A tout seigneur tout honneur. Commençons par le grand roi. Il n’est pas besoin de clef pour savoir que le portrait du souverain tel qu’il est développé dans le dixième chapitre des Caractères n’est autre que le portrait de Louis XIV : « Que de dons du ciel ne faut-il pas pour bien régner!

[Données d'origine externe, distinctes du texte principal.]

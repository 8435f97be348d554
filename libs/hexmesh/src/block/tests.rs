use super::*;
use approx::assert_relative_eq;

#[test]
fn test_unit_block_labels_and_counts() {
    let mut mesh = Mesh::new();
    let block = create_block(&mut mesh, &BlockSpec::new([2, 2, 2], DVec3::ONE)).unwrap();
    assert_eq!(mesh.node_count(), 8);
    assert_eq!(mesh.element_count(), 1);

    let mut labels = block.nodes.nodes();
    labels.sort();
    assert_eq!(labels, (1..=8).map(NodeId).collect::<Vec<_>>());

    let element = mesh.element(block.elements[0]).unwrap();
    assert_eq!(element.element_type(), ElementType::C3D8R);
    let mut used = element.nodes().to_vec();
    used.sort();
    assert_eq!(used, labels);
}

#[test]
fn test_unit_block_corner_positions() {
    let mut mesh = Mesh::new();
    let block = create_block(&mut mesh, &BlockSpec::new([2, 2, 2], DVec3::ONE)).unwrap();
    for (idx, id) in block.nodes.iter() {
        let expected = DVec3::new(idx[0] as f64, idx[1] as f64, idx[2] as f64);
        assert_eq!(mesh.position(id).unwrap(), expected);
    }
}

#[test]
fn test_block_counts() {
    let mut mesh = Mesh::new();
    let block = create_block(&mut mesh, &BlockSpec::new([4, 3, 5], DVec3::splat(0.5))).unwrap();
    assert_eq!(mesh.node_count(), 4 * 3 * 5);
    assert_eq!(block.elements.len(), 3 * 2 * 4);
    assert_eq!(mesh.elements_of_type(ElementType::C3D8R).len(), 24);
}

#[test]
fn test_block_bounding_box_with_origin() {
    let mut mesh = Mesh::new();
    let spec = BlockSpec::new([3, 2, 4], DVec3::new(1.0, 2.0, 0.5))
        .with_origin(DVec3::new(-1.0, 1.0, 2.0))
        .with_sets(SetNames::new("block_nodes", "block"));
    create_block(&mut mesh, &spec).unwrap();
    let (min, max) = mesh.bounding_box(Some("block_nodes")).unwrap();
    assert_eq!(min, DVec3::new(-1.0, 1.0, 2.0));
    assert_relative_eq!(max.x, 1.0);
    assert_relative_eq!(max.y, 3.0);
    assert_relative_eq!(max.z, 3.5);
    assert_eq!(mesh.element_set("block").unwrap().len(), 2 * 1 * 3);
}

#[test]
fn test_stitching_reuses_plane() {
    let mut mesh = Mesh::new();
    let first = create_block(&mut mesh, &BlockSpec::new([3, 3, 3], DVec3::ONE)).unwrap();
    let before = mesh.node_count();

    let boundary = BoundaryPlanes {
        x_neg: Some(first.face(Axis::X, true)),
        ..Default::default()
    };
    let second = create_block(
        &mut mesh,
        &BlockSpec::new([4, 3, 3], DVec3::ONE).with_boundary(boundary),
    )
    .unwrap();

    // 4x3x3 lattice minus the shared 3x3 plane
    assert_eq!(mesh.node_count() - before, 4 * 3 * 3 - 9);
    for j in 0..3 {
        for k in 0..3 {
            assert_eq!(second.nodes.get([0, j, k]), first.nodes.get([2, j, k]));
        }
    }
    // Origin along x follows the plane
    let far = second.nodes.get([3, 0, 0]).unwrap();
    assert_relative_eq!(mesh.position(far).unwrap().x, 5.0);
}

#[test]
fn test_positive_plane_rederives_origin() {
    let mut mesh = Mesh::new();
    let top = create_block(
        &mut mesh,
        &BlockSpec::new([2, 2, 2], DVec3::ONE).with_origin(DVec3::new(0.0, 0.0, 10.0)),
    )
    .unwrap();
    let boundary = BoundaryPlanes {
        z_pos: Some(top.face(Axis::Z, false)),
        ..Default::default()
    };
    let below = create_block(
        &mut mesh,
        &BlockSpec::new([2, 2, 3], DVec3::new(1.0, 1.0, 2.0)).with_boundary(boundary),
    )
    .unwrap();
    let bottom = below.nodes.get([0, 0, 0]).unwrap();
    assert_relative_eq!(mesh.position(bottom).unwrap().z, 6.0);
    assert_eq!(mesh.node_count(), 8 + 8);
}

#[test]
fn test_plane_shape_mismatch() {
    let mut mesh = Mesh::new();
    let small = create_block(&mut mesh, &BlockSpec::new([2, 2, 2], DVec3::ONE)).unwrap();
    let boundary = BoundaryPlanes {
        x_neg: Some(small.face(Axis::X, true)),
        ..Default::default()
    };
    let result = create_block(
        &mut mesh,
        &BlockSpec::new([2, 3, 2], DVec3::ONE).with_boundary(boundary),
    );
    assert!(matches!(result, Err(MeshError::PlaneShape { .. })));
}

#[test]
fn test_invalid_dimensions() {
    let mut mesh = Mesh::new();
    assert!(matches!(
        create_block(&mut mesh, &BlockSpec::new([0, 2, 2], DVec3::ONE)),
        Err(MeshError::InvalidDimensions { .. })
    ));
    assert!(matches!(
        create_block(&mut mesh, &BlockSpec::new([2, 2, 2], DVec3::new(1.0, 0.0, 1.0))),
        Err(MeshError::InvalidDimensions { .. })
    ));
    assert_eq!(mesh.node_count(), 0);
}

#[test]
fn test_block_rejects_quad_type() {
    let mut mesh = Mesh::new();
    let spec = BlockSpec::new([2, 2, 2], DVec3::ONE).with_element_type(ElementType::CAX4);
    assert!(matches!(
        create_block(&mut mesh, &spec),
        Err(MeshError::UnsupportedElementType { .. })
    ));
}

#[test]
fn test_axi_block() {
    let mut mesh = Mesh::new();
    let block = create_block_axi(&mut mesh, &BlockSpec::new([4, 3, 1], DVec3::ONE)).unwrap();
    assert_eq!(mesh.node_count(), 12);
    assert_eq!(block.elements.len(), 6);
    assert_eq!(mesh.elements_of_type(ElementType::CAX4).len(), 6);
    assert!(matches!(
        create_block_axi(&mut mesh, &BlockSpec::new([2, 2, 2], DVec3::ONE)),
        Err(MeshError::InvalidDimensions { .. })
    ));
}

#[test]
fn test_axi_block_stitching() {
    let mut mesh = Mesh::new();
    let left = create_block_axi(&mut mesh, &BlockSpec::new([3, 4, 1], DVec3::ONE)).unwrap();
    let boundary = BoundaryPlanes {
        x_neg: Some(left.face(Axis::X, true)),
        ..Default::default()
    };
    create_block_axi(
        &mut mesh,
        &BlockSpec::new([2, 4, 1], DVec3::ONE)
            .with_boundary(boundary)
            .with_element_type(ElementType::DCAX4),
    )
    .unwrap();
    assert_eq!(mesh.node_count(), 12 + 4);
    assert_eq!(mesh.elements_of_type(ElementType::DCAX4).len(), 3);
}

#[test]
fn test_copy_node_plane() {
    let mut mesh = Mesh::new();
    let block = create_block(&mut mesh, &BlockSpec::new([2, 3, 2], DVec3::ONE)).unwrap();
    let face = block.face(Axis::X, true);
    let copy = copy_node_plane(&mut mesh, &face, Axis::X, 2.5, Some("copy")).unwrap();
    assert_eq!(copy.dims(), face.dims());
    assert_eq!(mesh.node_set("copy").unwrap().len(), 6);
    for ((_, src), (_, dst)) in face.iter().zip(copy.iter()) {
        let delta = mesh.position(dst).unwrap() - mesh.position(src).unwrap();
        assert_relative_eq!(delta.x, 2.5);
        assert_relative_eq!(delta.y, 0.0);
        assert_relative_eq!(delta.z, 0.0);
    }
}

Une naissance auguste, un air d’empire et d’autorité, un visage qui remplisse la curiosité des peuples empressés de voir le prince et qui conserve le respect dans le courtisan ; une parfaite égalité d’humeur ; un grand éloignement pour la raillerie piquante, ou assez de raison pour ne se la permettre point ; ne faire jamais ni menaces ni reproches ; ne point céder à la colère et être toujours obéi ; l’esprit facile, insinuant, le cœur ouvert, sincère, etc., dont on croit voir le fond;.. du sérieux et de la gravité;.. le choix des personnes et le discernement des esprits;.. ces admirables vertus me semblent renfermées dans l’idée du souverain... et il me paraît qu’un monarque qui les rassemble est bien digne du nom de Grand ! » Personne ne peut douter que ce ne soit très sincèrement que La Bruyère se livrait à cette apothéose. Il avait, comme tous les hommes de son temps, la foi dans la royauté et une admiration extrême pour le souverain; et, d’ailleurs, à cette période du règne, tout le monde en pensait autant. Cependant il est permis de croire que s’il écrivait ce magnifique éloge en toute conscience, ce n’était pas sans faire in petto quelques réserves; et ce satiriste, si cruel pour tous, ne pouvait pas avoir émoussé complètement tous ses traits à l’égard d’un seul. En tout cas, tout en se laissant aller avec candeur à l’enthousiasme de La Bruyère, il me semble qu’on est un peu plus tenté de pardonner aux acrimonieuses censures de Saint-Simon.

Après Louis XIV, Mme de Maintenon. C’est elle que l’auteur désigne dans cette maxime délicate : « Il ne manque rien à un roi que les douceurs d’une vie privée; il ne peut être consolé d’une si grande perte que par le charme de l’amitié et par la fidélité de ses amis. » C’était encore toucher plus près du but que de dire : « L’un des malheurs d’un prince est d’être souvent trop plein de son secret : son bonheur est de rencontrer une personne sûre qui

  1. C’est le titre même qu’un ingénieux écrivain, M. Edouard Fournier, avait donné à un livre qui a le même objet que ce travail. Il est intitulé la Comédie de La Bruyère. Il va sans dire que nous avons utilisé cet ouvrage, qui, d’ailleurs, avait déjà passé tout entier dans le commentaire de M. Servois.